What you have to do: Output, word for word, the lines of this listing that fall between the line with "for entry in" and the line with "pub struct SessionStateManager", counting both of those lines, and no others.

Input data:

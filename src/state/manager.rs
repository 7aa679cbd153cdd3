//! 会话状态管理 — 快照在每次变更后重算，清理只回收终态条目。
//!
//! Session state manager.
//!
//! Per-session maps are the only shared mutable state in the crate; they sit
//! behind a `tokio::sync::RwLock` so the single-threaded-cooperative
//! atomicity the design assumes also holds on a multi-threaded runtime.

use super::entry::{CallState, ToolCallStateEntry};
use super::StateError;
use crate::types::tool::ToolCall;
use serde::{Deserialize, Serialize};
use serde_json::Value;
use std::collections::{HashMap, HashSet};
use std::time::{Duration, SystemTime};
use tokio::sync::RwLock;

/// Requested state change for one tracked call.
#[derive(Debug, Clone)]
pub struct UpdateRequest {
    pub tool_call_id: String,
    pub new_state: CallState,
    pub result: Option<Value>,
    pub error: Option<String>,
    pub metadata: Option<Value>,
}

impl UpdateRequest {
    pub fn transition(tool_call_id: impl Into<String>, new_state: CallState) -> Self {
        Self {
            tool_call_id: tool_call_id.into(),
            new_state,
            result: None,
            error: None,
            metadata: None,
        }
    }

    pub fn with_result(mut self, result: Value) -> Self {
        self.result = Some(result);
        self
    }

    pub fn with_error(mut self, error: impl Into<String>) -> Self {
        self.error = Some(error.into());
        self
    }
}

/// Derived view over a session, recomputed on every mutation.
#[derive(Debug, Clone, Default, PartialEq, Serialize, Deserialize)]
pub struct StateSnapshot {
    pub session_id: String,
    /// Ids of non-terminal calls, ordered by creation time ascending.
    pub pending_calls: Vec<String>,
    /// Ids of terminal calls, ordered by creation time ascending.
    pub completed_calls: Vec<String>,
    pub total_calls: usize,
    /// Terminal call count, plus one if any non-terminal call is outstanding.
    pub conversation_turn: usize,
}

#[derive(Debug, Clone, Copy, Default, PartialEq, Eq)]
pub struct CleanupReport {
    pub removed: usize,
    pub bytes_freed: usize,
}

#[derive(Default)]
struct SessionState {
    entries: HashMap<String, ToolCallStateEntry>,
    /// Call ids that already have a correlated result.
    correlated: HashSet<String>,
    snapshot: StateSnapshot,
}

impl SessionState {
    fn recompute_snapshot(&mut self, session_id: &str) {
        let mut ordered: Vec<&ToolCallStateEntry> = self.entries.values().collect();
        ordered.sort_by_key(|e| (e.created_at, e.id.clone()));

        let mut pending_calls = Vec::new();
        let mut completed_calls = Vec::new();
        for entry in &ordered {
            if entry.state.is_terminal() {
                completed_calls.push(entry.id.clone());
            } else {
                pending_calls.push(entry.id.clone());
            }
        }
        let conversation_turn =
            completed_calls.len() + usize::from(!pending_calls.is_empty());

        self.snapshot = StateSnapshot {
            session_id: session_id.to_string(),
            total_calls: ordered.len(),
            pending_calls,
            completed_calls,
            conversation_turn,
        };
    }
}

/// Tracks every tool call of every session through its lifecycle.
pub struct SessionStateManager {
    sessions: RwLock<HashMap<String, SessionState>>,
}

impl SessionStateManager {
    pub fn new() -> Self {
        Self {
            sessions: RwLock::new(HashMap::new()),
        }
    }

    /// Insert a new entry at `Pending`. Duplicate ids within the session are
    /// rejected.
    pub async fn create_tool_call(
        &self,
        session_id: &str,
        tool_call: ToolCall,
        metadata: Option<Value>,
    ) -> Result<(), StateError> {
        let mut sessions = self.sessions.write().await;
        let session = sessions.entry(session_id.to_string()).or_default();
        if session.entries.contains_key(&tool_call.id) {
            return Err(StateError::DuplicateCall {
                session: session_id.into(),
                id: tool_call.id,
            });
        }
        let entry = ToolCallStateEntry::new(tool_call, metadata);
        session.entries.insert(entry.id.clone(), entry);
        session.recompute_snapshot(session_id);
        Ok(())
    }

    /// Apply a state change, validating it against the transition table.
    ///
    /// Illegal transitions name the attempted pair and leave the stored
    /// entry untouched.
    pub async fn update_state(
        &self,
        session_id: &str,
        request: UpdateRequest,
    ) -> Result<ToolCallStateEntry, StateError> {
        let mut sessions = self.sessions.write().await;
        let session = sessions
            .get_mut(session_id)
            .ok_or_else(|| StateError::CallNotFound {
                session: session_id.into(),
                id: request.tool_call_id.clone(),
            })?;
        let entry = session
            .entries
            .get_mut(&request.tool_call_id)
            .ok_or_else(|| StateError::CallNotFound {
                session: session_id.into(),
                id: request.tool_call_id.clone(),
            })?;

        if !entry.state.can_transition_to(request.new_state) {
            return Err(StateError::IllegalTransition {
                id: request.tool_call_id,
                from: entry.state,
                to: request.new_state,
            });
        }

        entry.state = request.new_state;
        entry.updated_at = SystemTime::now();
        if request.new_state.is_terminal() {
            entry.completed_at = Some(entry.updated_at);
        }
        if let Some(result) = request.result {
            entry.result = Some(result);
        }
        if let Some(error) = request.error {
            entry.error = Some(error);
        }
        if let Some(metadata) = request.metadata {
            entry.metadata = Some(metadata);
        }
        let updated = entry.clone();
        session.recompute_snapshot(session_id);
        Ok(updated)
    }

    /// Correlate an arriving `role: "tool"` result with its tracked call and
    /// walk the entry to `Completed` through the legal path.
    pub async fn correlate_result(
        &self,
        session_id: &str,
        tool_call_id: &str,
        content: Value,
    ) -> Result<ToolCallStateEntry, StateError> {
        {
            let sessions = self.sessions.read().await;
            let session = sessions
                .get(session_id)
                .ok_or_else(|| StateError::CallNotFound {
                    session: session_id.into(),
                    id: tool_call_id.into(),
                })?;
            let entry = session
                .entries
                .get(tool_call_id)
                .ok_or_else(|| StateError::CallNotFound {
                    session: session_id.into(),
                    id: tool_call_id.into(),
                })?;
            if session.correlated.contains(tool_call_id) {
                return Err(StateError::ResultAlreadyRecorded {
                    id: tool_call_id.into(),
                });
            }
            if entry.state.is_terminal() {
                return Err(StateError::IllegalTransition {
                    id: tool_call_id.into(),
                    from: entry.state,
                    to: CallState::Completed,
                });
            }
        }

        // Pending entries pass through InProgress so the walk stays legal.
        let current = self.get_entry(session_id, tool_call_id).await;
        if matches!(current.map(|e| e.state), Some(CallState::Pending)) {
            self.update_state(
                session_id,
                UpdateRequest::transition(tool_call_id, CallState::InProgress),
            )
            .await?;
        }
        let entry = self
            .update_state(
                session_id,
                UpdateRequest::transition(tool_call_id, CallState::Completed)
                    .with_result(content),
            )
            .await?;

        let mut sessions = self.sessions.write().await;
        if let Some(session) = sessions.get_mut(session_id) {
            session.correlated.insert(tool_call_id.to_string());
        }
        Ok(entry)
    }

    pub async fn get_entry(
        &self,
        session_id: &str,
        tool_call_id: &str,
    ) -> Option<ToolCallStateEntry> {
        self.sessions
            .read()
            .await
            .get(session_id)
            .and_then(|s| s.entries.get(tool_call_id))
            .cloned()
    }

    /// The snapshot maintained for a session. Absent sessions report empty.
    pub async fn get_state_snapshot(&self, session_id: &str) -> StateSnapshot {
        self.sessions
            .read()
            .await
            .get(session_id)
            .map(|s| s.snapshot.clone())
            .unwrap_or_else(|| StateSnapshot {
                session_id: session_id.into(),
                ..StateSnapshot::default()
            })
    }

    /// Remove terminal entries older than `max_age`, across all sessions.
    ///
    /// Age is measured from `completed_at` (falling back to `updated_at`).
    /// Non-terminal entries are never evicted by this path regardless of
    /// age: liveness is not sacrificed for memory.
    pub async fn cleanup_expired(&self, max_age: Duration) -> CleanupReport {
        let cutoff = SystemTime::now()
            .checked_sub(max_age)
            .unwrap_or(SystemTime::UNIX_EPOCH);
        let mut report = CleanupReport::default();

        let mut sessions = self.sessions.write().await;
        for (session_id, session) in sessions.iter_mut() {
            let expired: Vec<String> = session
                .entries
                .values()
                .filter(|e| e.state.is_terminal() && e.age_reference() < cutoff)
                .map(|e| e.id.clone())
                .collect();
            for id in expired {
                if let Some(entry) = session.entries.remove(&id) {
                    report.removed += 1;
                    report.bytes_freed += entry.estimated_bytes();
                    session.correlated.remove(&id);
                }
            }
            session.recompute_snapshot(session_id);
        }
        sessions.retain(|_, s| !s.entries.is_empty());

        tracing::debug!(
            removed = report.removed,
            bytes_freed = report.bytes_freed,
            "cleaned up expired tool-call state"
        );
        report
    }

    pub async fn session_count(&self) -> usize {
        self.sessions.read().await.len()
    }
}

impl Default for SessionStateManager {
    fn default() -> Self {
        Self::new()
    }
}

Answer to this exercise:
        for entry in &ordered {
            if entry.state.is_terminal() {
                completed_calls.push(entry.id.clone());
            } else {
                pending_calls.push(entry.id.clone());
            }
        }
        let conversation_turn =
            completed_calls.len() + usize::from(!pending_calls.is_empty());

        self.snapshot = StateSnapshot {
            session_id: session_id.to_string(),
            total_calls: ordered.len(),
            pending_calls,
            completed_calls,
            conversation_turn,
        };
    }
}

/// Tracks every tool call of every session through its lifecycle.
pub struct SessionStateManager {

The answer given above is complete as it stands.